La traversée de ces crises successives s'est faite plus en trébuchant qu'en naviguant, mais l'UE est toujours debout et les blessures du Brexit, par exemple, se sont refermées avec le temps.

Après le Brexit, le Royaume-Uni est considéré par l'UE comme un allié proche qui partage les mêmes valeurs dans un monde menacé par une Chine ambitieuse, une Russie expansionniste et un nouveau président américain imprévisible et optimiste.

L'OTAN, quant à elle, bien qu'inquiète de l'engagement de Trump envers l'alliance, a été renforcée militairement et géostratégiquement par l'adhésion de la Suède et de la Finlande, voisine de la Russie, à la suite de l'invasion massive de l'Ukraine par le Kremlin.

Peut-être, juste peut-être, Trump verra-t-il moins de différences qui le frustrent et le contrarient à propos de l'Europe cette fois-ci.

C'est une Europe qui reconnaît la nécessité de dépenser davantage pour la défense, comme il l'exige, qui se méfie beaucoup plus de la Chine, comme il s'y attend, et qui est plus à droite dans sa politique, comme il le préfère.

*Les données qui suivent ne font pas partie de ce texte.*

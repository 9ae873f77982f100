//! Intermediate per-batch results for crash recovery and debugging.
//!
//! One JSON file per successful batch, named by zero-padded batch index
//! (`batch_000.json`, `batch_001.json`, ...). They are not an output
//! contract and are safe to delete after a good run.

use crate::error::{ErrorKind, Result};
use exn::ResultExt;
use futures::StreamExt;
use harvest_storage::StorageBackend;
use serde::Serialize;
use std::path::{Path, PathBuf};

const PREFIX: &str = "batch_";
const EXTENSION: &str = ".json";

pub fn snapshot_path(index: usize) -> PathBuf {
    PathBuf::from(format!("{PREFIX}{index:03}{EXTENSION}"))
}

fn is_snapshot(path: &Path) -> bool {
    path.parent().is_none_or(|parent| parent.as_os_str().is_empty())
        && path
            .file_name()
            .and_then(|name| name.to_str())
            .and_then(|name| name.strip_prefix(PREFIX))
            .and_then(|rest| rest.strip_suffix(EXTENSION))
            .is_some_and(|digits| !digits.is_empty() && digits.bytes().all(|b| b.is_ascii_digit()))
}

pub(crate) async fn write<R: Serialize>(backend: &dyn StorageBackend, index: usize, result: &R) -> Result<PathBuf> {
    let path = snapshot_path(index);
    let bytes = serde_json::to_vec(result).or_raise(|| ErrorKind::Snapshot)?;
    backend.write(&path, &bytes).await.or_raise(|| ErrorKind::Snapshot)?;
    Ok(path)
}

/// Delete every snapshot in `backend`, returning how many were removed.
///
/// Other files are left alone.
pub(crate) async fn cleanup(backend: &dyn StorageBackend) -> Result<usize> {
    let mut removed = 0;
    let mut failures = 0;
    let mut stream = backend.list_stream(None);
    while let Some(entry) = stream.next().await {
        let info = entry.or_raise(|| ErrorKind::Snapshot)?;
        if !is_snapshot(&info.path) {
            continue;
        }
        match backend.delete(&info.path).await {
            Ok(()) => removed += 1,
            Err(e) => {
                tracing::warn!(path = %info.path.display(), error = ?e, "Could not remove batch snapshot");
                failures += 1;
            },
        }
    }
    if failures > 0 {
        exn::bail!(ErrorKind::Snapshot);
    }
    tracing::info!(removed, "Cleaned up batch snapshots");
    Ok(removed)
}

S'agit-il d'une Europe dont les dirigeants s'opposent également à Trump, malgré les menaces et les fanfaronnades, s'ils estiment qu'il dépasse les bornes - que ce soit en matière de droits de l'homme, de liberté d'expression ou d'accointances avec des dictateurs ?

Le prochain chapitre des relations entre les frères ennemis transatlantiques attend d'être écrit.